## Assigned task
On how many lines of the records below does the string "serde" appear? Reply with only the number.

## Material for the task
====================
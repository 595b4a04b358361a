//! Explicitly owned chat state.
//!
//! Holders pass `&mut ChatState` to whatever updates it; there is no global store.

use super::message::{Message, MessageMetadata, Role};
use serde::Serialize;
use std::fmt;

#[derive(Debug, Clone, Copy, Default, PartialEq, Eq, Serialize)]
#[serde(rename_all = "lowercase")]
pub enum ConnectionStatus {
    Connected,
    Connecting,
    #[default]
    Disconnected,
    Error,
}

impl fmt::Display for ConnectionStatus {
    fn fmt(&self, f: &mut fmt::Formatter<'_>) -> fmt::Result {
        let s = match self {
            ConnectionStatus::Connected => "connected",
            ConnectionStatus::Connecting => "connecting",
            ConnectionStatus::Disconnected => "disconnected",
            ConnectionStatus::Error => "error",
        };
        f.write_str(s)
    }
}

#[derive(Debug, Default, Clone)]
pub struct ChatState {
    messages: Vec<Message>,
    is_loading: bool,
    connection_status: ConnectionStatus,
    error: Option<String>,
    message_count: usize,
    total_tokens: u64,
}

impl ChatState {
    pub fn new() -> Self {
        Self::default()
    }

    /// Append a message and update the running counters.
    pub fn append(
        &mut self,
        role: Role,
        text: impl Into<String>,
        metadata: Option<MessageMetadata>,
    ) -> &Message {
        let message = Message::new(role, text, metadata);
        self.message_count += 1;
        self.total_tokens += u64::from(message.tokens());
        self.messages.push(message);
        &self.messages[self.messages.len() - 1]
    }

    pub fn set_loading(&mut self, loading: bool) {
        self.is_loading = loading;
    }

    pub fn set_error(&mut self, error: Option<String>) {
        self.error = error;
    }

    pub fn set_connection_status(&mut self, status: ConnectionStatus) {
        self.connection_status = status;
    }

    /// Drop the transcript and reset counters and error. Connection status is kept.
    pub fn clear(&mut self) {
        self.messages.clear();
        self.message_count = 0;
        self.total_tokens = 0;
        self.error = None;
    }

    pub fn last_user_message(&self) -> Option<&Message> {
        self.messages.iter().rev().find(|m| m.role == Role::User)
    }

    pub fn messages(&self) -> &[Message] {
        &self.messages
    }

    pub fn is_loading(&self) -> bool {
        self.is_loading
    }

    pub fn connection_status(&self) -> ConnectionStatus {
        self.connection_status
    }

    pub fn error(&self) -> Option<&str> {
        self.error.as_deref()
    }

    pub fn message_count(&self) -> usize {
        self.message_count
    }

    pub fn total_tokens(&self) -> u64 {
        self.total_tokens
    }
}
====================
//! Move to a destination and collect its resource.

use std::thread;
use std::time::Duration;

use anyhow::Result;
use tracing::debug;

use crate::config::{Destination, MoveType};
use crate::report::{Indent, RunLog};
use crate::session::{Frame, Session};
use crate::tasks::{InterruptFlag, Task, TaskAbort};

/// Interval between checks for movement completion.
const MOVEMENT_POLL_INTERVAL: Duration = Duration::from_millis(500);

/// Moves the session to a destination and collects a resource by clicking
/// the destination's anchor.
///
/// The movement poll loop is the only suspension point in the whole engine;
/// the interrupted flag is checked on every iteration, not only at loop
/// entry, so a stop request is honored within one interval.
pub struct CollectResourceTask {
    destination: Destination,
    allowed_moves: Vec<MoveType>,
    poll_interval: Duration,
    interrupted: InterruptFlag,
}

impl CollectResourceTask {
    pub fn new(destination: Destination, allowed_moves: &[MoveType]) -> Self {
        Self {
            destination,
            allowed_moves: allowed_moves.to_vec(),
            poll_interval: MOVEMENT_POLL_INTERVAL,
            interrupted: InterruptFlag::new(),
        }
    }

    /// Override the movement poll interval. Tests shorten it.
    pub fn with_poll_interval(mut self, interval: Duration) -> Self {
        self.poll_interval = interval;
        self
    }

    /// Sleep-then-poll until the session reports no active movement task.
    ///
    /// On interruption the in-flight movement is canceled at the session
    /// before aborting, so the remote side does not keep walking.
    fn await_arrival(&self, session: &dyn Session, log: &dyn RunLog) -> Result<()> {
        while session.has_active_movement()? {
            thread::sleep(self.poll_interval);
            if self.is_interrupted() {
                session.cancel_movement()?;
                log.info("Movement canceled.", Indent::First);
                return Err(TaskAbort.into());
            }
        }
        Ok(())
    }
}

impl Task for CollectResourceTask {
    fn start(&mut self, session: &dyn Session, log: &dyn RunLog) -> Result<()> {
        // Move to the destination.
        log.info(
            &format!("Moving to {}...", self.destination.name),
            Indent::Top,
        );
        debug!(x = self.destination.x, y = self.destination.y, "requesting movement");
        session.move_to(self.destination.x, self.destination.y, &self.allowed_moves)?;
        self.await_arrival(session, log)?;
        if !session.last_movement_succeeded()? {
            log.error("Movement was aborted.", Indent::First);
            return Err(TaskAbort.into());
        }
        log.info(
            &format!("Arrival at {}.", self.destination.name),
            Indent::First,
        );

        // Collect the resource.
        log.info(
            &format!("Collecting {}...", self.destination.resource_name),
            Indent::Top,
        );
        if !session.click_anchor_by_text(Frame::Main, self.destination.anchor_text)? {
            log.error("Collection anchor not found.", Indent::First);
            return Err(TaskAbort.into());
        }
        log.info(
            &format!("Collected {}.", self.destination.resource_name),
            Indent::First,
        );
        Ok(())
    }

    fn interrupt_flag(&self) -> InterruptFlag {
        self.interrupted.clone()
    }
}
====================
## Exercise result
2